I pushed this idea from my mind several times. I told myself that it was only a daydream and that I didn’t have what it takes to be an artist. “I’m not good enough. I don’t have the time.”
It didn’t seem practical and it didn’t seem safe. I continued striving for goals I knew I didn’t really want, but that sounded better. They sounded realistic. They sounded like “real” jobs and I know I would be able to make some money doing that. I only recently realized I wasn’t making these decisions for myself, but rather, for the public and for social acceptance. Making a lot of money has never been a goal for me.
Recently, I have decided to be honest with my family, my friends, and with myself. My passion has never been with nursing and I don’t feel I would be content with that in the end either. I would get my nursing license, begin practicing, only to feel the same way about my career as I already do now working as a server at a restaurant that I don’t like. To me, that seems like a waste of time. It’s just not for me. The reason I know this is because art and painting, creating in general, was always in the back of my mind with every career choice I would consider.

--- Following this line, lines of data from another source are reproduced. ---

//! VLAN entries.
//!
//! A VLAN entry carries the member ports, the force-untag mask and the
//! registered and unregistered multicast flood masks. Classic and K3
//! switches keep the flood masks in the entry; NU switches keep indices
//! into the VLAN_MASK_MUX registers instead, see
//! [`Ale::vlan_reg_mcast`].

use crate::engine::{Ale, NU_VLAN_UNREG_MCAST_IDX};
use crate::entry::{AleEntry, EntryType};
use crate::error::{AleError, AleResult};
use crate::regs::vlan_mask_mux;
use crate::variant::VlanField;
use cpsw_types::{PortMask, VlanId};
use tracing::{debug, error};

/// Decoded VLAN entry.
#[derive(Debug, Clone, Copy, PartialEq, Eq)]
pub struct AleVlan {
    pub vid: VlanId,
    pub members: PortMask,
    pub untag: PortMask,
    pub reg_mcast: PortMask,
    pub unreg_mcast: PortMask,
}

impl Ale {
    /// Returns the decoded entry of `vid`.
    pub fn vlan(&self, vid: VlanId) -> AleResult<AleVlan> {
        let idx = self.vlan_index(vid)?;
        let entry = self.read_raw(idx);
        Ok(AleVlan {
            vid,
            members: self.vlan_get_mask(&entry, VlanField::MemberList)?,
            untag: self.vlan_get_mask(&entry, VlanField::ForceUntaggedMask)?,
            reg_mcast: self.vlan_reg_mcast(&entry)?,
            unreg_mcast: self.vlan_unreg_mcast(&entry)?,
        })
    }

    fn vlan_index(&self, vid: VlanId) -> AleResult<u32> {
        self.match_vlan(vid)
            .ok_or_else(|| AleError::not_found(format!("vlan {vid}")))
    }

    /// Creates or overwrites the entry of `vid`.
    pub fn add_vlan(
        &mut self,
        vid: VlanId,
        port_mask: PortMask,
        untag: PortMask,
        reg_mcast: PortMask,
        unreg_mcast: PortMask,
    ) -> AleResult<()> {
        for mask in [port_mask, untag, reg_mcast, unreg_mcast] {
            self.check_mask(mask)?;
        }

        let existing = self.match_vlan(vid);
        let mut entry = existing.map_or_else(AleEntry::new, |idx| self.read_raw(idx));
        let idx = self.alloc_slot(existing)?;

        entry.set_entry_type(EntryType::Vlan);
        entry.set_vlan_id(vid);
        self.vlan_set_untag(&mut entry, vid, untag);
        if self.variant.nu_switch {
            self.vlan_set_fld(&mut entry, VlanField::UnregMcastIdx, NU_VLAN_UNREG_MCAST_IDX);
        }
        self.vlan_set_mcast(&mut entry, reg_mcast, unreg_mcast)?;
        self.vlan_set_mask(&mut entry, VlanField::MemberList, port_mask);

        debug!(
            "ALE add vlan {} members {} untag {} reg {} unreg {}",
            vid, port_mask, untag, reg_mcast, unreg_mcast
        );
        self.write_raw(idx, &entry);
        Ok(())
    }

    /// Adds `port_mask` to the members of `vid` and sets the untag and
    /// flood settings of those ports only. Other ports keep theirs.
    pub fn vlan_add_modify(
        &mut self,
        vid: VlanId,
        port_mask: PortMask,
        untag_mask: PortMask,
        reg_mask: PortMask,
        unreg_mask: PortMask,
    ) -> AleResult<()> {
        let (members, untag, reg, unreg) = match self.match_vlan(vid) {
            Some(idx) => {
                let entry = self.read_raw(idx);
                (
                    self.vlan_get_mask(&entry, VlanField::MemberList)?,
                    self.vlan_get_mask(&entry, VlanField::ForceUntaggedMask)?,
                    self.vlan_reg_mcast(&entry)?,
                    self.vlan_unreg_mcast(&entry)?,
                )
            }
            None => Default::default(),
        };

        let members = members | port_mask;
        let untag = untag.replace_within(port_mask, untag_mask);
        let reg = reg.replace_within(port_mask, reg_mask);
        let unreg = unreg.replace_within(port_mask, unreg_mask);

        self.add_vlan(vid, members, untag, reg, unreg)
            .inspect_err(|e| error!("Unable to add vlan {}: {}", vid, e))?;

        debug!("ALE vlan {} port mask {} untag {}", vid, members, untag_mask);
        Ok(())
    }

    /// Removes `port_mask` from `entry`, narrowing the untag and flood
    /// masks to the remaining members. Frees the entry when none remain.
    fn vlan_del_modify_int(
        &mut self,
        entry: &mut AleEntry,
        vid: VlanId,
        port_mask: PortMask,
    ) -> AleResult<()> {
        let members = self.vlan_get_mask(entry, VlanField::MemberList)? - port_mask;
        if members.is_empty() {
            self.free_vlan(entry, vid);
            return Ok(());
        }

        let untag = self.vlan_get_mask(entry, VlanField::ForceUntaggedMask)? & members;
        let reg = self.vlan_reg_mcast(entry)? & members;
        let unreg = self.vlan_unreg_mcast(entry)? & members;

        self.vlan_set_untag(entry, vid, untag);
        self.vlan_set_mcast(entry, reg, unreg)?;
        self.vlan_set_mask(entry, VlanField::MemberList, members);
        Ok(())
    }

    fn free_vlan(&mut self, entry: &mut AleEntry, vid: VlanId) {
        self.p0_untag_vids.set(vid, false);
        *entry = AleEntry::new();
    }

    /// Removes `port_mask` from the members of `vid`.
    pub fn vlan_del_modify(&mut self, vid: VlanId, port_mask: PortMask) -> AleResult<()> {
        let idx = self.vlan_index(vid)?;
        let mut entry = self.read_raw(idx);

        self.vlan_del_modify_int(&mut entry, vid, port_mask)?;
        self.write_raw(idx, &entry);
        Ok(())
    }

    /// Removes `port_mask` from `vid`, freeing the entry once no member
    /// is left. The host port stays a member while others remain.
    ///
    /// `port_mask` must name at least one port; use
    /// [`Ale::delete_vlan_force`] to drop a VLAN outright.
    pub fn delete_vlan(&mut self, vid: VlanId, port_mask: PortMask) -> AleResult<()> {
        if port_mask.is_empty() {
            return Err(AleError::invalid_argument(format!(
                "empty port mask deleting vlan {vid}"
            )));
        }
        let idx = self.vlan_index(vid)?;
        let mut entry = self.read_raw(idx);

        let members = self.vlan_get_mask(&entry, VlanField::MemberList)? - port_mask;
        if members.is_empty() {
            self.free_vlan(&mut entry, vid);
        } else {
            self.vlan_del_modify_int(&mut entry, vid, port_mask - PortMask::HOST)?;
        }

        self.write_raw(idx, &entry);
        Ok(())
    }

    /// Removes `vid` regardless of its members.
    pub fn delete_vlan_force(&mut self, vid: VlanId) -> AleResult<()> {
        let idx = self.vlan_index(vid)?;
        let mut entry = self.read_raw(idx);
        self.free_vlan(&mut entry, vid);
        self.write_raw(idx, &entry);
        Ok(())
    }

    /// Stores the unregistered multicast flood mask of a VLAN entry.
    fn vlan_store_unreg_mcast(&self, entry: &mut AleEntry, mask: PortMask) -> AleResult<()> {
        if self.variant.nu_switch {
            let idx = self.vlan_get_fld(entry, VlanField::UnregMcastIdx)?;
            self.regs.write(vlan_mask_mux(idx), mask.bits());
        } else {
            self.vlan_set_mask(entry, VlanField::UnregMcastMask, mask);
        }
        Ok(())
    }

    /// Adds `mask` to, or removes it from, the unregistered multicast
    /// flood set of every VLAN.
    pub fn set_unreg_mcast(&self, mask: PortMask, add: bool) -> AleResult<()> {
        for idx in 0..self.num_entries {
            let mut entry = self.read_raw(idx);
            if entry.entry_type() != EntryType::Vlan {
                continue;
            }

            let unreg = self.vlan_unreg_mcast(&entry)?;
            let unreg = if add { unreg | mask } else { unreg - mask };
            self.vlan_store_unreg_mcast(&mut entry, unreg)?;
            self.write_raw(idx, &entry);
        }
        Ok(())
    }

    /// Floods unregistered multicast to the host port on every VLAN, or
    /// on the VLANs `port` is a member of, or stops doing so.
    pub fn set_allmulti(&self, enable: bool, port: Option<u32>) -> AleResult<()> {
        if let Some(port) = port {
            self.check_port(port)?;
        }
        for idx in 0..self.num_entries {
            let mut entry = self.read_raw(idx);
            if entry.entry_type() != EntryType::Vlan {
                continue;
            }

            let members = self.vlan_get_mask(&entry, VlanField::MemberList)?;
            if port.is_some_and(|p| !members.contains_port(p)) {
                continue;
            }

            let unreg = self.vlan_unreg_mcast(&entry)?;
            let unreg = if enable {
                unreg | PortMask::HOST
            } else {
                unreg - PortMask::HOST
            };
            self.vlan_store_unreg_mcast(&mut entry, unreg)?;
            self.write_raw(idx, &entry);
        }
        Ok(())
    }
}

All of that to say, simply, is that I did it. My last day working a job I got no fulfillment from was yesterday. I’m not trying to say that serving or nursing, or even being in business are bad jobs. That’s not it at all. These are hard jobs and are very respectable in my eyes. They are just not for me or what I want for myself out of this life. While I will miss all the people I have met down that road and the connections I have made working there, I am happy because quitting has been something I wanted to do for years.
I know what you all are thinking.
I know, because I was thinking the same thing at first and for the past few years. “What is she going to do now?” The honest answer? I’m going to figure it out as I go. I know there is a market for my art as I have sold many paintings and prints over the years. The only difference is that now I am putting all my energy and focus into this aspect of my life. I do feel scared and unsure, but what I also feel is contentment. I am happy with all matters of my life and am very blessed to have come this far. I have a Divine Creator that I am listening to and am following what my heart has been telling me for so long. I’ve been scared to put this all out there out of fear for what might happen;
Thank you for tuning into my post. I hope I’ve provided some clarification to your questions. Perhaps I will continue these blog posts regularly. Let me know what you think. This is the first day of my self-employment career as an artist. I’ve already wandered the house in search of ideas and art inspiration and eventually found myself here writing. Even though there is a lot of fear and uncertainty, I know I am following the right path.
While I know the fear is still genuinely there, I am also excited at the many opportunities I have coming my way. If I fail, at least I will have tried. To me, that is way better than giving up on your dream. In that regard, I feel I have already succeeded.